After much research I bought a Sony A6400. A lightweight APS-C camera that would give me full control over the image but without the weight penalty of a full frame system. After buying and reading some books, watching countless YouTube presentations and going "bogged eyed" on internet forums I was ready. My mind was full of the mythical Exposure Triangle, that "Holy Trinity" of Photography. Or rather, "Aperture, Shutter Speed and ISO". I switched the camera onto Manual Mode and off I went.
Three years later I had obviously learnt a great deal and also spent a great deal as I had also bought a Sony A7iii to supplement my images. I always use my Sony A6400 though in the mountains as I just love the lightness and compactness of it. Still lots of mistakes and errors but I had a steadily building portfolio capturing my mountain adventures and experiences. They were good shots. But, I still hadn't got that image that said, to my mind anyway, ... "WOW"!
That changed a week ago when I dropped my newly bought Sigma 18-50mm f/2.8 lens into a stream. This had been a replacement for the standard kit lens Sony 16-50mm f/3.5 and was meant to improve the image quality. Now the Sigma sits forlornly in a wardrobe, unable to talk to my camera. Doh!
I had a rethink, did yet more internet research, changed direction and decided to buy a Prime Lens as a replacement for the, now drowned, Sigma. A Sony 35mm f/1.8 (Full Frame 52mm equivalent). This was a departure from the easy world of zoom lenses to a fixed focal length. Internet sources suggested it would make me a more creative photographer, the lens was light, small, relatively cheap, worked well in low light and was sharp. There were major downsides of course, the biggest one being that the standard focal length means you can't just shoot exactly what you want, as it doesn't fit in the viewfinder!
Yesterday was my first day out with the new lens. I had no idea how it would come out but looked forward to the challenge. I tagged onto a Spanish Highs Guided Walk from the Hoya del Portillo in the Sierra Nevada down to the Rio Bermejo in the Alpujarras. An easy, varied and relaxing walk in beautiful surroundings with nobody else around.
At the end of the walk we had a spare 45 minutes before the bus came to collect us. I suggested we go look at a waterfall I had visited a few weeks earlier.

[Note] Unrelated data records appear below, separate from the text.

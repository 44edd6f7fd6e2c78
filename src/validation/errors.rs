//! Validation error types
//!
//! Error codes:
//! - FI_INVALID_RECORD_TYPE
//! - FI_EVENT_HAS_PILLAR
//! - FI_OBSERVATION_MISSING_VALUE

use std::fmt;

/// How far a validation failure reaches
#[derive(Debug, Clone, Copy, PartialEq, Eq)]
pub enum Severity {
    /// A single incoming row is refused; the store is untouched
    Reject,
    /// The whole pipeline run aborts
    Fatal,
}

impl fmt::Display for Severity {
    fn fmt(&self, f: &mut fmt::Formatter<'_>) -> fmt::Result {
        match self {
            Severity::Reject => write!(f, "REJECT"),
            Severity::Fatal => write!(f, "FATAL"),
        }
    }
}

/// Validation error codes
#[derive(Debug, Clone, Copy, PartialEq, Eq)]
pub enum ValidationErrorCode {
    /// `record_type` outside the allowed categories
    InvalidRecordType,
    /// Event row with a non-missing pillar
    EventHasPillar,
    /// Observation row without a numeric value
    ObservationMissingValue,
}

impl ValidationErrorCode {
    /// Returns the stable string code
    pub fn code(&self) -> &'static str {
        match self {
            Self::InvalidRecordType => "FI_INVALID_RECORD_TYPE",
            Self::EventHasPillar => "FI_EVENT_HAS_PILLAR",
            Self::ObservationMissingValue => "FI_OBSERVATION_MISSING_VALUE",
        }
    }

    /// Returns the invariant this code guards
    pub fn invariant(&self) -> &'static str {
        match self {
            Self::InvalidRecordType => "record_type in {observation, event, target}",
            Self::EventHasPillar => "events carry no pillar",
            Self::ObservationMissingValue => "observations carry value_numeric",
        }
    }
}

impl fmt::Display for ValidationErrorCode {
    fn fmt(&self, f: &mut fmt::Formatter<'_>) -> fmt::Result {
        write!(f, "{}", self.code())
    }
}

/// Validation failure with the offending values or record ids
#[derive(Debug, Clone, PartialEq)]
pub struct ValidationError {
    code: ValidationErrorCode,
    severity: Severity,
    message: String,
    offending: Vec<String>,
}

impl ValidationError {
    /// Invalid category error naming every offending value
    pub fn invalid_record_types(values: Vec<String>) -> Self {
        Self {
            code: ValidationErrorCode::InvalidRecordType,
            severity: Severity::Fatal,
            message: format!("Invalid record_type values: {{{}}}", values.join(", ")),
            offending: values,
        }
    }

    /// Events must not have pillar values
    pub fn event_has_pillar(record_ids: Vec<String>) -> Self {
        Self {
            code: ValidationErrorCode::EventHasPillar,
            severity: Severity::Fatal,
            message: format!(
                "Events must not have pillar values (records: {})",
                record_ids.join(", ")
            ),
            offending: record_ids,
        }
    }

    /// Observations must have numeric values
    pub fn observation_missing_value(record_ids: Vec<String>) -> Self {
        Self {
            code: ValidationErrorCode::ObservationMissingValue,
            severity: Severity::Fatal,
            message: format!(
                "Some observations have missing numeric values (records: {})",
                record_ids.join(", ")
            ),
            offending: record_ids,
        }
    }

    /// Downgrades to a single-row rejection
    pub fn rejected(mut self) -> Self {
        self.severity = Severity::Reject;
        self
    }

    pub fn code(&self) -> ValidationErrorCode {
        self.code
    }

    pub fn severity(&self) -> Severity {
        self.severity
    }

    pub fn is_fatal(&self) -> bool {
        self.severity == Severity::Fatal
    }

    pub fn message(&self) -> &str {
        &self.message
    }

    /// Offending category values, or ids of offending records
    pub fn offending(&self) -> &[String] {
        &self.offending
    }

    pub fn invariant(&self) -> &'static str {
        self.code.invariant()
    }
}

impl fmt::Display for ValidationError {
    fn fmt(&self, f: &mut fmt::Formatter<'_>) -> fmt::Result {
        write!(f, "[{}] {}: {}", self.severity, self.code.code(), self.message)?;
        write!(f, " [violates {}]", self.code.invariant())
    }
}

impl std::error::Error for ValidationError {}

/// Result type for validation
pub type ValidationResult<T> = Result<T, ValidationError>;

We arrived at the site and I was initially disappointed, the waterfall was in the shade and didn't look as stunning as it had the week before. Chris Stewart, of author fame ("Driving Over Lemons"), went down to view the base of the falls. I lifted the camera to my eye.
Turned out I was very lucky. Firstly the shot was framed absolutely right. This was very fortunate as I was stood on a narrow platform and unable to move forwards or backwards. The 50mm focal length was perfect for the shot I wanted.
The new 50mm lens also performed really well lighting up the dark interior of the waterfall itself. Would the, sadly now defunct, Sigma f/2.8 have been able to perform similarly?
I was also very lucky that Chris Stewart enjoyed looking at the waterfall. Why? This kept him still. I had not brought a tripod and had shot at only 1/20th of a second, so any movement on his part would have resulted in a blurred figure in the image.
Aperture f/9, ISO 100, 1/20th sec, 52.0, 35.0 (lens)
So there we are. I was in the right place, at the right time. Lighting conditions were perfect and the human being behaved perfectly. I had the right lens with me and shot at the right speed, which blurred the plunging waters somewhat. Even what Chris was wearing worked as had he been wearing dark colours he wouldn't have stood out as he did.
Conclusion: A good image requires either a lot of patience or a lot of luck!